> _Task_
Please repeat, exactly and with nothing extra, the line containing "let mut temp_file" and every line after it up to the end of the material.

> _Provided material_
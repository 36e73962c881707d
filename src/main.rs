use anyhow::{Context, Result};
use clap::Parser;
use std::process::ExitCode;

mod cli_bin;

use cli_bin::args::{Cli, Commands};
use cli_bin::commands::{apply_command, check_command};

fn main() -> ExitCode {
    let cli = Cli::parse();
    init_logging(&cli);

    match run(cli) {
        Ok(code) => code,
        Err(e) => {
            eprintln!("Error: {:#}", e);
            ExitCode::from(2)
        }
    }
}

fn init_logging(cli: &Cli) {
    let default_level = if cli.verbose {
        "debug"
    } else if cli.quiet {
        "error"
    } else {
        "info"
    };

    env_logger::Builder::from_env(env_logger::Env::default().default_filter_or(default_level))
        .format_timestamp(None)
        .init();
}

fn run(cli: Cli) -> Result<ExitCode> {
    match cli.command {
        Commands::Apply(args) => {
            let ops = args.ops.display().to_string();
            apply_command(args).with_context(|| format!("apply failed (operations: {ops})"))
        }
        Commands::Check(args) => {
            let ops = args.ops.display().to_string();
            check_command(args).with_context(|| format!("cannot load operations from {ops}"))
        }
    }
}
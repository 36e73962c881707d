//! File discovery and file replacement
//!
//! [`FileResolver`] walks a directory tree and yields markdown files in a
//! stable, name-sorted order. [`write_atomic`] replaces a file through a
//! temporary sibling so a failed write never leaves a truncated document.

use crate::error::{MattershiftError, Result};
use std::fs;
use std::io::Write;
use std::path::{Path, PathBuf};
use tempfile::NamedTempFile;
use walkdir::WalkDir;

/// Configuration for file resolution
#[derive(Debug, Clone)]
pub struct ResolverConfig {
    /// Follow symbolic links
    pub follow_links: bool,
    /// Maximum recursion depth for directory traversal
    pub max_depth: Option<usize>,
    /// File extensions to include, compared case-insensitively
    pub extensions: Vec<String>,
}

impl Default for ResolverConfig {
    fn default() -> Self {
        Self {
            follow_links: false,
            max_depth: None,
            extensions: vec!["md".to_string()],
        }
    }
}

/// Markdown file resolver
#[derive(Debug, Clone, Default)]
pub struct FileResolver {
    config: ResolverConfig,
}

impl FileResolver {
    pub fn new() -> Self {
        Self::default()
    }

    pub fn with_config(config: ResolverConfig) -> Self {
        Self { config }
    }

    pub fn config(&self) -> &ResolverConfig {
        &self.config
    }

    /// Walk `root` and yield every eligible file
    ///
    /// Traversal errors are yielded rather than ending the walk, so one
    /// unreadable directory does not hide the rest of the tree.
    pub fn walk<'a>(
        &'a self,
        root: &Path,
    ) -> impl Iterator<Item = walkdir::Result<PathBuf>> + 'a {
        WalkDir::new(root)
            .follow_links(self.config.follow_links)
            .max_depth(self.config.max_depth.unwrap_or(usize::MAX))
            .sort_by_file_name()
            .into_iter()
            .filter_map(move |entry| match entry {
                Ok(entry) if entry.file_type().is_file() && self.is_eligible(entry.path()) => {
                    Some(Ok(entry.into_path()))
                }
                Ok(_) => None,
                Err(e) => Some(Err(e)),
            })
    }

    /// Check whether a path carries one of the configured extensions
    pub fn is_eligible(&self, path: &Path) -> bool {
        match path.extension().and_then(|ext| ext.to_str()) {
            Some(ext) => self
                .config
                .extensions
                .iter()
                .any(|wanted| wanted.trim_start_matches('.').eq_ignore_ascii_case(ext)),
            None => false,
        }
    }
}

/// Read the raw bytes of a file
pub fn read_bytes(path: &Path) -> Result<Vec<u8>> {
    fs::read(path).map_err(MattershiftError::Io)
}

/// Replace `path` with `content` via a temporary file in the same directory
pub fn write_atomic(path: &Path, content: &[u8]) -> Result<()> {
    let parent_dir = match path.parent() {
        Some(dir) if !dir.as_os_str().is_empty() => dir,
        _ => Path::new("."),
    };

    let mut temp_file = NamedTempFile::new_in(parent_dir)
        .map_err(|e| MattershiftError::write(path, e.to_string()))?;

    temp_file
        .write_all(content)
        .and_then(|_| temp_file.flush())
        .map_err(|e| MattershiftError::write(path, e.to_string()))?;

    // The temporary file is created 0600; carry the original mode over.
    if let Ok(metadata) = fs::metadata(path) {
        temp_file
            .as_file()
            .set_permissions(metadata.permissions())
            .map_err(|e| MattershiftError::write(path, e.to_string()))?;
    }

    temp_file
        .persist(path)
        .map_err(|e| MattershiftError::write(path, e.error.to_string()))?;

    Ok(())
}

> _Output of the exercise_
    let mut temp_file = NamedTempFile::new_in(parent_dir)
        .map_err(|e| MattershiftError::write(path, e.to_string()))?;

    temp_file
        .write_all(content)
        .and_then(|_| temp_file.flush())
        .map_err(|e| MattershiftError::write(path, e.to_string()))?;

    // The temporary file is created 0600; carry the original mode over.
    if let Ok(metadata) = fs::metadata(path) {
        temp_file
            .as_file()
            .set_permissions(metadata.permissions())
            .map_err(|e| MattershiftError::write(path, e.to_string()))?;
    }

    temp_file
        .persist(path)
        .map_err(|e| MattershiftError::write(path, e.error.to_string()))?;

    Ok(())
}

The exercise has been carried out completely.